## Task item
Copy out exactly the lines below that run from the one holding "fn credit(&mut self, window: Window)" to the one holding "let i = self.index(cell);", keeping both of those lines and no others.

= = = = = = =

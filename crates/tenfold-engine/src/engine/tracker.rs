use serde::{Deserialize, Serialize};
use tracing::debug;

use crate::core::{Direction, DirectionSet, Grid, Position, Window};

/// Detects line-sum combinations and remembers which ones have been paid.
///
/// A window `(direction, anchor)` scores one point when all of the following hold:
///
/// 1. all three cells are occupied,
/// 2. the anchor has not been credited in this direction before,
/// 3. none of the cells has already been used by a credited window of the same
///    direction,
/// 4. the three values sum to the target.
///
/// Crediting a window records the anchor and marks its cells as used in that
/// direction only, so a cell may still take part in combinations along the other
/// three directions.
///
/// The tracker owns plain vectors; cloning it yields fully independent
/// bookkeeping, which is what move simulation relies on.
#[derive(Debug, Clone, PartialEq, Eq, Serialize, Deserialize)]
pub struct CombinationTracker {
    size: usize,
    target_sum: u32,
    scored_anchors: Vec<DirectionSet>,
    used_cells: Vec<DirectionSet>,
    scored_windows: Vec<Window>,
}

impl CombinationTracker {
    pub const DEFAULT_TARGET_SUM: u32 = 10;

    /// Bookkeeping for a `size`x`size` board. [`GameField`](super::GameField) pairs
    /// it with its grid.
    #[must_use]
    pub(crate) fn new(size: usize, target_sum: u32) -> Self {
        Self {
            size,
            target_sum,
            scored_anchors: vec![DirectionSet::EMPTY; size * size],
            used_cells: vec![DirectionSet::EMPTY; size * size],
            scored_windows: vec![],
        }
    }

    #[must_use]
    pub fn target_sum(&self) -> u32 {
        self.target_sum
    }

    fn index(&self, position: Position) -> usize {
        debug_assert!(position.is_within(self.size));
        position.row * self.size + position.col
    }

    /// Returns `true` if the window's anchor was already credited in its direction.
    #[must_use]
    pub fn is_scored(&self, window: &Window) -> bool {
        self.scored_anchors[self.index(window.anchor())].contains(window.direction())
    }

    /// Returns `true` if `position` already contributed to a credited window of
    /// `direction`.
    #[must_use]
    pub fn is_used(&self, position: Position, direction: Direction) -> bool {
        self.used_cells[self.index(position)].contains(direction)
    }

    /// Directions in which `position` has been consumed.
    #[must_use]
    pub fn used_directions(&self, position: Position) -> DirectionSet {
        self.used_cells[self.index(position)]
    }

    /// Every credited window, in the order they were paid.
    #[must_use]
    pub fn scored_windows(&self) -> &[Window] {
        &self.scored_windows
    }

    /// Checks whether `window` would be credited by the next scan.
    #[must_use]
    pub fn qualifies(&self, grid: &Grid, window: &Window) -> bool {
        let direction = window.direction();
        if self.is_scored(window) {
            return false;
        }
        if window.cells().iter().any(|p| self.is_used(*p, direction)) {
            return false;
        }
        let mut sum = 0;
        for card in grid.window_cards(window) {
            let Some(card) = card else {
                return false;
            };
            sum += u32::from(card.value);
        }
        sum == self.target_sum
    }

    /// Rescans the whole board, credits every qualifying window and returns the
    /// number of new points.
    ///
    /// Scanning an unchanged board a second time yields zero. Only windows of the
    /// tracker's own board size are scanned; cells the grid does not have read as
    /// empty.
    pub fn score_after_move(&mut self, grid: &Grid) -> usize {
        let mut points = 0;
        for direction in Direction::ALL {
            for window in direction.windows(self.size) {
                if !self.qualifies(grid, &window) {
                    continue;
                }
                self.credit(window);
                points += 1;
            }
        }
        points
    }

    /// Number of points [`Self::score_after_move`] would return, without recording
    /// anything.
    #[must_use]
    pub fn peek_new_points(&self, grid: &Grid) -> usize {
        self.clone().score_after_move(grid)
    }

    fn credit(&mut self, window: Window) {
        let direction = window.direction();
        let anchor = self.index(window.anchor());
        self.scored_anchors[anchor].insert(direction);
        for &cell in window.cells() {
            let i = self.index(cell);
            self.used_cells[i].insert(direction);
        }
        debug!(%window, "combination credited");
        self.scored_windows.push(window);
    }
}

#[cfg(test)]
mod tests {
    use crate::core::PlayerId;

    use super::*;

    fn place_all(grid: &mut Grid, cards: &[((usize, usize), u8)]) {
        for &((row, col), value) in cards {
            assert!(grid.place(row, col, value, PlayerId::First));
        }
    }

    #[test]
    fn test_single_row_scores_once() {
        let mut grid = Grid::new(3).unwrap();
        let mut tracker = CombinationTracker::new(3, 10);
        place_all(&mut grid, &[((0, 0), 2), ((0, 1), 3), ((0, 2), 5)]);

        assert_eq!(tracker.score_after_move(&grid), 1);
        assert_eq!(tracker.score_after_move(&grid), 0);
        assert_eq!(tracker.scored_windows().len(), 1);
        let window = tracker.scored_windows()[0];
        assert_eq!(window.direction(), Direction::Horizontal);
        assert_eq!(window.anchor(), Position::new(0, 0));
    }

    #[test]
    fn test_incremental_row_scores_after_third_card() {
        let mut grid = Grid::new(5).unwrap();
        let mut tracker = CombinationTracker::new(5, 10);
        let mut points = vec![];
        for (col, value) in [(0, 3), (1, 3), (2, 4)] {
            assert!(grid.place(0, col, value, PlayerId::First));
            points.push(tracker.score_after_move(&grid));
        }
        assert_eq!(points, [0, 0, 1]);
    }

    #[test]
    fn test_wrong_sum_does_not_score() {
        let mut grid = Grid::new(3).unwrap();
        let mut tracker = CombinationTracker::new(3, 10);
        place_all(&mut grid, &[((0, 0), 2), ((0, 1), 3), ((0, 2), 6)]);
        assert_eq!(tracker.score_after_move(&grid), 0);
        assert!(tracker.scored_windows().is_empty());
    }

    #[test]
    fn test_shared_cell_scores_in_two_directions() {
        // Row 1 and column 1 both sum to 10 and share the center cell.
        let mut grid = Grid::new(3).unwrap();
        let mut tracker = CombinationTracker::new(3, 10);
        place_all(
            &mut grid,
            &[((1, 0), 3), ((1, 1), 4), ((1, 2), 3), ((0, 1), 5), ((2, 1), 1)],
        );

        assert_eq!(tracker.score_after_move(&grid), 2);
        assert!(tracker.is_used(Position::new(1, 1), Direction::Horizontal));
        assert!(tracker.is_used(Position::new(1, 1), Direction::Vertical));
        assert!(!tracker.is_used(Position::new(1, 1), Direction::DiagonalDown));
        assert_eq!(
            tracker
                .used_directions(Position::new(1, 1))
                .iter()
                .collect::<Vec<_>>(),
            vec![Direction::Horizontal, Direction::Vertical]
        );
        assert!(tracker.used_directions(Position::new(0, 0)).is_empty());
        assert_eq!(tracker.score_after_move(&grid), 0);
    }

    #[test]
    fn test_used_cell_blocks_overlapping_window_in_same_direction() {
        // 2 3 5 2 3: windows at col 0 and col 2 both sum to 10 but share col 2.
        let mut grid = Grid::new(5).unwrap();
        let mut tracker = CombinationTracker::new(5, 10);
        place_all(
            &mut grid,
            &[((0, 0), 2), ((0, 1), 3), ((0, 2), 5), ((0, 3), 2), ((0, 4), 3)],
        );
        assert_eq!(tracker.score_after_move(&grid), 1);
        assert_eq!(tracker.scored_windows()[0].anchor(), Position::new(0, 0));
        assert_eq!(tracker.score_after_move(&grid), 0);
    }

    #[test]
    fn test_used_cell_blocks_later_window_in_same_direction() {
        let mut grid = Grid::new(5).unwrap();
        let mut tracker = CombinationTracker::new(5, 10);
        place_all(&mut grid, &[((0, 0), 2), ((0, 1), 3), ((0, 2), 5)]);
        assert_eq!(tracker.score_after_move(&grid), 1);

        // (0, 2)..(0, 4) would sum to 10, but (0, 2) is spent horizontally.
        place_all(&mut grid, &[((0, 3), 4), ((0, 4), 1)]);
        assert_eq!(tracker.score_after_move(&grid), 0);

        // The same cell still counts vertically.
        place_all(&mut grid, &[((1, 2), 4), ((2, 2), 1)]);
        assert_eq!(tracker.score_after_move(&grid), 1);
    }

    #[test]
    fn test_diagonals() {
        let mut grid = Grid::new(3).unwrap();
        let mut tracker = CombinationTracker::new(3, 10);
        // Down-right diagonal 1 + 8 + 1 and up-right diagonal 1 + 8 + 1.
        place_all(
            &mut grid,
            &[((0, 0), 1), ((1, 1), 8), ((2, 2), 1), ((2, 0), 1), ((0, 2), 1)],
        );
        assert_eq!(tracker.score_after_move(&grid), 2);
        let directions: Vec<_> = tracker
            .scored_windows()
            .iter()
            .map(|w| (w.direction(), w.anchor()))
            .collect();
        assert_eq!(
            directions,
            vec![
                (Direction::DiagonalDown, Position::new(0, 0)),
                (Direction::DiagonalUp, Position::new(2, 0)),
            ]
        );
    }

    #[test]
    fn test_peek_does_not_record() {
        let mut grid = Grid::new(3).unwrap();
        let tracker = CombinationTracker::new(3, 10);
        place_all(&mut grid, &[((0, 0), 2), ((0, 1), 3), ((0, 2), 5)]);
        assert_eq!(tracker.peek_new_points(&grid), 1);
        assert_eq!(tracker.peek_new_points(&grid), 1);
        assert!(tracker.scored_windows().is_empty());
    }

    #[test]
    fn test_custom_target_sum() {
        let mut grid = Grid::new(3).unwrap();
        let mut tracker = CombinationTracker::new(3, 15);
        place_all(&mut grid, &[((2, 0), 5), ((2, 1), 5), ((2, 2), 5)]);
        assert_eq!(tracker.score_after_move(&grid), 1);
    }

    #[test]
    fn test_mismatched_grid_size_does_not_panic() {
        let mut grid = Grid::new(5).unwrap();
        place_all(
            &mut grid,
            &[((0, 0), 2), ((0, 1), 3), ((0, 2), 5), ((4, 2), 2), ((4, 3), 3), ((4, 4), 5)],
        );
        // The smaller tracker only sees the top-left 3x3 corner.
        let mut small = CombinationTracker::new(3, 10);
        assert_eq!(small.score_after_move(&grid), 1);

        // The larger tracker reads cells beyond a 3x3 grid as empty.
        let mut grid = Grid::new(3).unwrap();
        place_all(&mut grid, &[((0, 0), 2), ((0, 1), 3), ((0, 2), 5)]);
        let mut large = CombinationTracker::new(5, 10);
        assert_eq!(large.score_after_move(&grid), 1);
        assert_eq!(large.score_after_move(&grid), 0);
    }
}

= = = = = = =

## Answer to the exercise
    fn credit(&mut self, window: Window) {
        let direction = window.direction();
        let anchor = self.index(window.anchor());
        self.scored_anchors[anchor].insert(direction);
        for &cell in window.cells() {
            let i = self.index(cell);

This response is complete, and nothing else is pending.